[Saved data entries]
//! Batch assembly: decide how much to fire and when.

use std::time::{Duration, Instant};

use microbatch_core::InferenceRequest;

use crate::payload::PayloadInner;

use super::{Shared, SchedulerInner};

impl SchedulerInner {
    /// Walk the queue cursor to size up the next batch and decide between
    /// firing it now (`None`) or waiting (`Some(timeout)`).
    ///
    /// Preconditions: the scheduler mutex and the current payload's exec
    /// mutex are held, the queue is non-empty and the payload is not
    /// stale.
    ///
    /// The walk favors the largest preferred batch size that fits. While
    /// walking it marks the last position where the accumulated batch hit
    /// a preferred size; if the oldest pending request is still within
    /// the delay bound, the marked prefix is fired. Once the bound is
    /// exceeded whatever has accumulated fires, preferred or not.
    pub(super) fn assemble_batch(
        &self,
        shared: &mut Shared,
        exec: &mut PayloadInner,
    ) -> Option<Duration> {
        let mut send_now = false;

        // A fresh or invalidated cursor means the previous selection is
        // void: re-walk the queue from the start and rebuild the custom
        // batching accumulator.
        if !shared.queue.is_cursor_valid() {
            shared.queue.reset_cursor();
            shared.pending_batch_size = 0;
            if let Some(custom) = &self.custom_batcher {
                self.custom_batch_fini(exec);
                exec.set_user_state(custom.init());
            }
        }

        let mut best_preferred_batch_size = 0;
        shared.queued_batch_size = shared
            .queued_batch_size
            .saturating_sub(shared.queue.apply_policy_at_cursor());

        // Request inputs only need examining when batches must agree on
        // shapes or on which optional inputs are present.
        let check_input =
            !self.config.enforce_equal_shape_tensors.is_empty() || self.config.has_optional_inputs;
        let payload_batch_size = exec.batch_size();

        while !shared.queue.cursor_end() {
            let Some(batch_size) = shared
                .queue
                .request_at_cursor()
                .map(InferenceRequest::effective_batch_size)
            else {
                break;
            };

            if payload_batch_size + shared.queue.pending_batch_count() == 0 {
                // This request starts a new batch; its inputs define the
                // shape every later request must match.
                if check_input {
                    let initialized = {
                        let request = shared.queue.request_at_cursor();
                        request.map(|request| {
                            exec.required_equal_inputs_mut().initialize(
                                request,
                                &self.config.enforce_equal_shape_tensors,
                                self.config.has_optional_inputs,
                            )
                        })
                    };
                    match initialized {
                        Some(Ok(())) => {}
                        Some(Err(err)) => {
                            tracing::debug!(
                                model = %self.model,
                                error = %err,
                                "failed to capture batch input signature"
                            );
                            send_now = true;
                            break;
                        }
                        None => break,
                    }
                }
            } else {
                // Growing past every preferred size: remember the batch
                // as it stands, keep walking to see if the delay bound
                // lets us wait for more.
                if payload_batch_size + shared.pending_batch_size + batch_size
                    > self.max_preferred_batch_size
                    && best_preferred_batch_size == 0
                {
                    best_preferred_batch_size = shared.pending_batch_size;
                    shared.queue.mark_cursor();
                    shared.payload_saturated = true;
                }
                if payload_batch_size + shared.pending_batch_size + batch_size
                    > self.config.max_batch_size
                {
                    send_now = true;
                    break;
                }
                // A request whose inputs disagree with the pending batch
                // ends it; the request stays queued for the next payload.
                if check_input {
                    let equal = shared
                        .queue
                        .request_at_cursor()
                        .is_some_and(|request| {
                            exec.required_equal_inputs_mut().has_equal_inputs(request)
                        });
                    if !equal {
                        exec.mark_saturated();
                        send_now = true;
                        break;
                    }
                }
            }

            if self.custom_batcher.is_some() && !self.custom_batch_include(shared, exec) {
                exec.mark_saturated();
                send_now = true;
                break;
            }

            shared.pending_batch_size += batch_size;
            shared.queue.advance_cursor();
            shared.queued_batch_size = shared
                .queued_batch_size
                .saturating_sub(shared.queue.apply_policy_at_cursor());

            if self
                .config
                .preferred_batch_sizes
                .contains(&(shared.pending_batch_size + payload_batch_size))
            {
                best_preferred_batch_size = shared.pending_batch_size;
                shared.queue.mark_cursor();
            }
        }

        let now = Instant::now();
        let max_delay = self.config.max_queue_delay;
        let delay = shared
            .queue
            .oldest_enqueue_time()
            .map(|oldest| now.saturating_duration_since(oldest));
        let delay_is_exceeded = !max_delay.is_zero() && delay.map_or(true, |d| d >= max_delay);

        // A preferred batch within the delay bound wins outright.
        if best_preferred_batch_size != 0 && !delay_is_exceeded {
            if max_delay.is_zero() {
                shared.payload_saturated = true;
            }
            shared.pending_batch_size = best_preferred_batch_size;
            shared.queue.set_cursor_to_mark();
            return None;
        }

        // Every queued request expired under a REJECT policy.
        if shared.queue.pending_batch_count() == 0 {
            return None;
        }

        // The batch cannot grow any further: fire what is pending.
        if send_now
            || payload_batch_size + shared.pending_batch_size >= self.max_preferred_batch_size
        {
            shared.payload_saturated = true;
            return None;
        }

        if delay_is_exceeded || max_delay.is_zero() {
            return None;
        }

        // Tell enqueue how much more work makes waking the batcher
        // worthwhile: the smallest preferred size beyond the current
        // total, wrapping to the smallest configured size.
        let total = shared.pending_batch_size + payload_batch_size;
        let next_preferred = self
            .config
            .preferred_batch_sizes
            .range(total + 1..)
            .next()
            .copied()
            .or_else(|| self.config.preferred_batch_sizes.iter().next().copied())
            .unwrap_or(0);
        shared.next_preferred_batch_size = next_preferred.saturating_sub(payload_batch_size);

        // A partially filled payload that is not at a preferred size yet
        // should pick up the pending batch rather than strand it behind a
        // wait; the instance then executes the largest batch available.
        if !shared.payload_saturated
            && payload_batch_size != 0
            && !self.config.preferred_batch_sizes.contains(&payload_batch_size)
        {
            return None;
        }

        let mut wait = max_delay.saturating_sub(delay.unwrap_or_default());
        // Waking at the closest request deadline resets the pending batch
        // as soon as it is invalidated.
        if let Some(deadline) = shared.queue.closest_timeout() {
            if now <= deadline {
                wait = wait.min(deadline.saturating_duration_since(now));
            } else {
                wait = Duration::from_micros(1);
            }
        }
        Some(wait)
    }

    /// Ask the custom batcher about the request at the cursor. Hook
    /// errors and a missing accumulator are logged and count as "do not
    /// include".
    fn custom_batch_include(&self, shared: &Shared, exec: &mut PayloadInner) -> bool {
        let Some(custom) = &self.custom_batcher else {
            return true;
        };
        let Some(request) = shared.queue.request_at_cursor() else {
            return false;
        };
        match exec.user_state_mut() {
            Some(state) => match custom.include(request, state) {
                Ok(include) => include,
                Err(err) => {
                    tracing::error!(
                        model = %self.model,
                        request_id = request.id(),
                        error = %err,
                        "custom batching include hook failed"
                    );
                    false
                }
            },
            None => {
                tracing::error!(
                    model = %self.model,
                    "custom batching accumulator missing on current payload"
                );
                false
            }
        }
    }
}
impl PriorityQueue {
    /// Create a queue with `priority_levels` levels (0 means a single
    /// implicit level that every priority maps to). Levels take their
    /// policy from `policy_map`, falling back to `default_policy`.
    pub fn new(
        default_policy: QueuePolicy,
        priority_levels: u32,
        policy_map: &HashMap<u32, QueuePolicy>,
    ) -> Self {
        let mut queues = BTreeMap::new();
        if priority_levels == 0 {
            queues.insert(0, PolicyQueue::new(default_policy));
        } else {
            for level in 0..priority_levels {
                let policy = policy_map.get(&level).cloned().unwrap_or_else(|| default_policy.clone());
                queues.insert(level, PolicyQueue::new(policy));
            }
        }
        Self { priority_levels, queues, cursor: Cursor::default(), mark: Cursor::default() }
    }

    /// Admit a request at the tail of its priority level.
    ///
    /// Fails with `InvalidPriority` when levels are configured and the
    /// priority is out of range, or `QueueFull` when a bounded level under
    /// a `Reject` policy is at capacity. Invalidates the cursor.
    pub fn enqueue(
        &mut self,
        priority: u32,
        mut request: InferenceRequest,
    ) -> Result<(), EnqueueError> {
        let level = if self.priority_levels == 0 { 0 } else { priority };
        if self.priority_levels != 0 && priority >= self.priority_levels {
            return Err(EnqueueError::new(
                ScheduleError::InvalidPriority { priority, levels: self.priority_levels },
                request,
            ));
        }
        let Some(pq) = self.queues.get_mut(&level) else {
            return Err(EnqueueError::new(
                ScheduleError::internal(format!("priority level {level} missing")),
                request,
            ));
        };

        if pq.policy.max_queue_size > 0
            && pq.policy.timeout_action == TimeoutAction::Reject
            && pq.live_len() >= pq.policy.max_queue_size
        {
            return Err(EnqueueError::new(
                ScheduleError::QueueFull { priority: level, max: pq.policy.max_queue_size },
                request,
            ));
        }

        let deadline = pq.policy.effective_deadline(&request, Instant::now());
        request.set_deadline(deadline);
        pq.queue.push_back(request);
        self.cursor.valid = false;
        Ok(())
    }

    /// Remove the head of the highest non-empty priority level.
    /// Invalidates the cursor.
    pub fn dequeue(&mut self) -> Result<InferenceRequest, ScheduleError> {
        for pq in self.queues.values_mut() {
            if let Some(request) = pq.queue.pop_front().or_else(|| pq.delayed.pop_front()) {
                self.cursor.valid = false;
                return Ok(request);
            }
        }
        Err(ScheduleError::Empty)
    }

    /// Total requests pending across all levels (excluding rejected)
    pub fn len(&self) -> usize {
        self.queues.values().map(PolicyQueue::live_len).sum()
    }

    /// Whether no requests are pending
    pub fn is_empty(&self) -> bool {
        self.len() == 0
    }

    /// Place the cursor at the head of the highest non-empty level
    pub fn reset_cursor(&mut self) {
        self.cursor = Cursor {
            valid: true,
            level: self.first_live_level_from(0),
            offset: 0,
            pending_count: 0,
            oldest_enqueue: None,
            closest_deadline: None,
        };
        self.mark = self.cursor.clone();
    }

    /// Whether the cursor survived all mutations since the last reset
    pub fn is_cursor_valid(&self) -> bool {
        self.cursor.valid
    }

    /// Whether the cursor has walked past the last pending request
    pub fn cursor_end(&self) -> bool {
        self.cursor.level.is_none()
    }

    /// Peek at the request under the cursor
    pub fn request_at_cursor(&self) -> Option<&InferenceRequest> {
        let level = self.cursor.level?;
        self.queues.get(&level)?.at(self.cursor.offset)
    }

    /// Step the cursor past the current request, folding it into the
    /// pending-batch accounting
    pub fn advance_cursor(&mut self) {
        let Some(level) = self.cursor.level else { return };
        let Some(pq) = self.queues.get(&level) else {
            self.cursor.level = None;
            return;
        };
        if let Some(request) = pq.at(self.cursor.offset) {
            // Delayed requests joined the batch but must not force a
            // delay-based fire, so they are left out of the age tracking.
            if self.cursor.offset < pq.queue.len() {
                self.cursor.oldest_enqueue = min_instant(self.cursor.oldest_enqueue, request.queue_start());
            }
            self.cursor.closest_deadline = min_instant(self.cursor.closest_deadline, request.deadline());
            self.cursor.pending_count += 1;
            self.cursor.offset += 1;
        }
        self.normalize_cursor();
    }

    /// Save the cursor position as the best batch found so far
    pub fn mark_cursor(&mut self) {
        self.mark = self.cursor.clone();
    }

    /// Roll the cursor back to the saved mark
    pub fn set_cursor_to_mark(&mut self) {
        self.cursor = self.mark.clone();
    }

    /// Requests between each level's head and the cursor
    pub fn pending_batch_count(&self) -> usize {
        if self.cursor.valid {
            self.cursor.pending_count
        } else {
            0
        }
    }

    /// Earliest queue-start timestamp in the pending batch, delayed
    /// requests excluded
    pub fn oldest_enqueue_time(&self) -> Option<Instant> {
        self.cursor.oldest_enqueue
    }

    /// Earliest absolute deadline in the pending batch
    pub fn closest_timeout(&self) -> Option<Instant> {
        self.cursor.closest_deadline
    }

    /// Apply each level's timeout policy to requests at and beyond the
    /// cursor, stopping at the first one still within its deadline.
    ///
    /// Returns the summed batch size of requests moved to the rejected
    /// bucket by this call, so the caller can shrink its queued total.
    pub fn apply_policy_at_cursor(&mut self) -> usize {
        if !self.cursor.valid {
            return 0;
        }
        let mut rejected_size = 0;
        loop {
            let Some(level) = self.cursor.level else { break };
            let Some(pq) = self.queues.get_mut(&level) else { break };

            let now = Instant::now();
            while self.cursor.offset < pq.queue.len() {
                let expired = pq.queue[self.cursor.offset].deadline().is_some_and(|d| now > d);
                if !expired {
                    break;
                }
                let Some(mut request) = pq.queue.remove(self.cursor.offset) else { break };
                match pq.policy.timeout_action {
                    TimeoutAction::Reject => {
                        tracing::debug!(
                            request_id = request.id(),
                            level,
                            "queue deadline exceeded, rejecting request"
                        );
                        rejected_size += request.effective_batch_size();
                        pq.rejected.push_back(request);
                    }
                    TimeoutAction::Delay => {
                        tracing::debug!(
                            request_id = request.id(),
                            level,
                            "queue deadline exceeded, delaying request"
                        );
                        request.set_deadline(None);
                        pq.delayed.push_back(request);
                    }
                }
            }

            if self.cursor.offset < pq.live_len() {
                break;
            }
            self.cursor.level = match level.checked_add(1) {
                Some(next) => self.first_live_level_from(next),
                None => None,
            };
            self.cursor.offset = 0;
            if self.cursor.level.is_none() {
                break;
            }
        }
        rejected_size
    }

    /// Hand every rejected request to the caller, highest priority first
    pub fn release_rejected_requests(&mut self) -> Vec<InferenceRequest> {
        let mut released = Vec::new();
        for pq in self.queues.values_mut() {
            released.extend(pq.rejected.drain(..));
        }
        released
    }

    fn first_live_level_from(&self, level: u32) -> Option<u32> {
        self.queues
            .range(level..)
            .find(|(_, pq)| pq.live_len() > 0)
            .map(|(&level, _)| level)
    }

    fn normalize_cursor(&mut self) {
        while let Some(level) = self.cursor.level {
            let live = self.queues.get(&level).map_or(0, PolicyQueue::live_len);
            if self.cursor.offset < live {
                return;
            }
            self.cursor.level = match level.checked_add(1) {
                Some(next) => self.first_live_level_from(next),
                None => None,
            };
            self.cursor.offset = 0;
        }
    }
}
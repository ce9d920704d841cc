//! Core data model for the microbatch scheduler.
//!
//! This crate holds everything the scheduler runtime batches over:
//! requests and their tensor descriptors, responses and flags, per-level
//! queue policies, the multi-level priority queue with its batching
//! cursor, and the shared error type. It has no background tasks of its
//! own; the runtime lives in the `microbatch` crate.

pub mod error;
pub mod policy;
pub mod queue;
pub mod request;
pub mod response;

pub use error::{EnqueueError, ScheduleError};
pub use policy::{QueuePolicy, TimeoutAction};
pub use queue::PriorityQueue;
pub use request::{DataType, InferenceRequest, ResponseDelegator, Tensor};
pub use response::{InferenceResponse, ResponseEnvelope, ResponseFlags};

* Required action
Copy each line of the records above that carries the word "highest".

* Answer to the exercise
    /// Remove the head of the highest non-empty priority level.
    /// Place the cursor at the head of the highest non-empty level
    /// Hand every rejected request to the caller, highest priority first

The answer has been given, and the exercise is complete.